Vivemos sob a ameaça de um GOLPE de estado. Um GOLPE sem armas, mas que usa de artifícios ainda mais destrutivos como a fraude e a mentira, na tentativa de destituir um governo legitimamente eleito, substituindo-o por um governo sem voto e sem legitimidade.
Sou de uma geração que lutou muito pela democracia e, apesar de todas as dores e sacrifícios, inclusive a dor extrema da tortura e o sacrifício maior da vida, venceu.
Acredito no Brasil democrático e no povo brasileiro e tenho trabalhado muito para honrar os votos dos mais de 54 milhões de eleitores que me elegeram para governar o Brasil por quatro anos, até 31 de dezembro de 2018.
Neste momento, há um pedido de impeachment contra mim em julgamento no Congresso Nacional. Um pedido de impeachment aberto sem que eu tenha cometido crime de responsabilidade. Aliás, não cometi crime algum, de nenhum tipo.
Os que se pretendem meus algozes é que têm encontro marcado com a Justiça, mais cedo ou mais tarde. Para fugir dela, tentam derrubar um governo que criou leis contra a corrupção, deu transparência à administração pública e sempre apoiou a ação independente da Polícia Federal e do Ministério Público.
Tudo isso faz deste julgamento uma grande fraude. Na verdade, a maior fraude jurídica e política da história de nosso país. Destituir uma presidenta pelo impeachment, sem que ela tenha cometido crime de responsabilidade, é rasgar a Constituição brasileira. Trata-se de um GOLPE contra a República, contra a democracia e, sobretudo, contra os votos de todos os brasileiros que participaram do processo eleitoral.

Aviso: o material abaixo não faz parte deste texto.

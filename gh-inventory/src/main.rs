//! Inventory a GitHub enterprise account into CSV reports.
#![cfg_attr(coverage_nightly, feature(coverage_attribute))]

use gh_inventory_lib::{Host, run};
use std::io::Write;
use std::io::{stderr, stdout};

/// Host backed by the real process streams.
#[derive(Debug, Clone, Default)]
pub struct RealHost;

#[cfg_attr(coverage_nightly, coverage(off))]
impl Host for RealHost {
    fn output(&mut self) -> impl Write {
        stdout()
    }

    fn error(&mut self) -> impl Write {
        stderr()
    }

    fn exit(&mut self, code: i32) {
        std::process::exit(code);
    }
}

#[tokio::main]
#[cfg_attr(coverage_nightly, coverage(off))]
async fn main() -> Result<(), ohno::AppError> {
    run(&mut RealHost, std::env::args()).await
}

Fazer oposição e criticar meu governo é parte da democracia. Mas derrubar uma presidenta legitimamente eleita, sem que tenha cometido qualquer crime, sem que seja sequer investigada em um processo, não faz parte da democracia.
É GOLPE !!!
Não temo investigação de qualquer natureza sobre minha conduta. Jamais me opus ou criei obstáculos a qualquer investigação, sobre quem quer que seja.

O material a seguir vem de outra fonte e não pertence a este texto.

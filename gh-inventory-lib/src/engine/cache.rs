//! In-memory read-through cache shared by concurrently running reports.

use std::collections::HashMap;
use std::sync::{Arc, RwLock};
use tokio::sync::OnceCell;

const LOG_TARGET: &str = "     cache";

type Slot<V> = Arc<OnceCell<Arc<V>>>;

/// A keyed set of immutable listing snapshots.
///
/// Each key is written at most once per run: the first writer wins and the value is
/// never replaced, evicted or invalidated afterwards. Readers only ever see complete values.
pub struct SharedCache<V> {
    name: &'static str,
    slots: RwLock<HashMap<String, Slot<V>>>,
}

impl<V: Send + Sync> core::fmt::Debug for SharedCache<V> {
    fn fmt(&self, f: &mut core::fmt::Formatter<'_>) -> core::fmt::Result {
        f.debug_struct("SharedCache")
            .field("name", &self.name)
            .field("len", &self.len())
            .finish()
    }
}

impl<V: Send + Sync> SharedCache<V> {
    #[must_use]
    pub fn new(name: &'static str) -> Self {
        Self {
            name,
            slots: RwLock::new(HashMap::new()),
        }
    }

    /// The value stored under `key`, if any.
    #[must_use]
    pub fn get_or_nil(&self, key: &str) -> Option<Arc<V>> {
        self.slots.read().expect("lock poisoned").get(key).and_then(|slot| slot.get().cloned())
    }

    /// Store `value` under `key` unless a value is already present or being fetched.
    ///
    /// Returns whether the value was stored.
    pub fn set(&self, key: &str, value: V) -> bool {
        let stored = self.slot(key).set(Arc::new(value)).is_ok();
        if !stored {
            log::trace!(target: LOG_TARGET, "{}: keeping existing value for '{key}'", self.name);
        }
        stored
    }

    /// Return the value under `key`, running `fetch` to populate it on a miss.
    ///
    /// Concurrent misses on the same key share a single in-flight fetch. A failed fetch
    /// leaves the key unset, so a later caller fetches again.
    pub async fn get_or_fetch<F, Fut, E>(&self, key: &str, fetch: F) -> Result<Arc<V>, E>
    where
        F: FnOnce() -> Fut,
        Fut: Future<Output = Result<V, E>>,
    {
        let slot = self.slot(key);
        if let Some(value) = slot.get() {
            log::trace!(target: LOG_TARGET, "{}: hit for '{key}'", self.name);
            return Ok(Arc::clone(value));
        }

        log::debug!(target: LOG_TARGET, "{}: miss for '{key}'", self.name);
        slot.get_or_try_init(|| async move { fetch().await.map(Arc::new) })
            .await
            .map(Arc::clone)
    }

    /// Number of keys holding a value.
    #[must_use]
    pub fn len(&self) -> usize {
        self.slots
            .read()
            .expect("lock poisoned")
            .values()
            .filter(|slot| slot.initialized())
            .count()
    }

    #[must_use]
    pub fn is_empty(&self) -> bool {
        self.len() == 0
    }

    fn slot(&self, key: &str) -> Slot<V> {
        if let Some(slot) = self.slots.read().expect("lock poisoned").get(key) {
            return Arc::clone(slot);
        }

        Arc::clone(self.slots.write().expect("lock poisoned").entry(key.to_string()).or_default())
    }
}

Não sou suspeita, não sou investigada, não sou ré, mas querem me derrubar por meio de um impeachment ilegal. Querem me submeter a uma das maiores injustiças que se pode cometer contra alguém: condenar um inocente. Querem condenar uma inocente e salvam corruptos.
Peço a todas as brasileiras e a todos os brasileiros que não se iludam, nem se deixem enganar. Vejam quem está liderando este processo. Perguntem-se porque querem tanto me derrubar da Presidência e desrespeitar o voto do povo.
Será que estes que lideram o golpe permitirão que o combate à corrupção continue? Qual a sua legitimidade? O que querem dizer quando anunciam a necessidade de impor sacrifícios à população? O governo de salvação que prometem será para salvar o Brasil ou a eles mesmos?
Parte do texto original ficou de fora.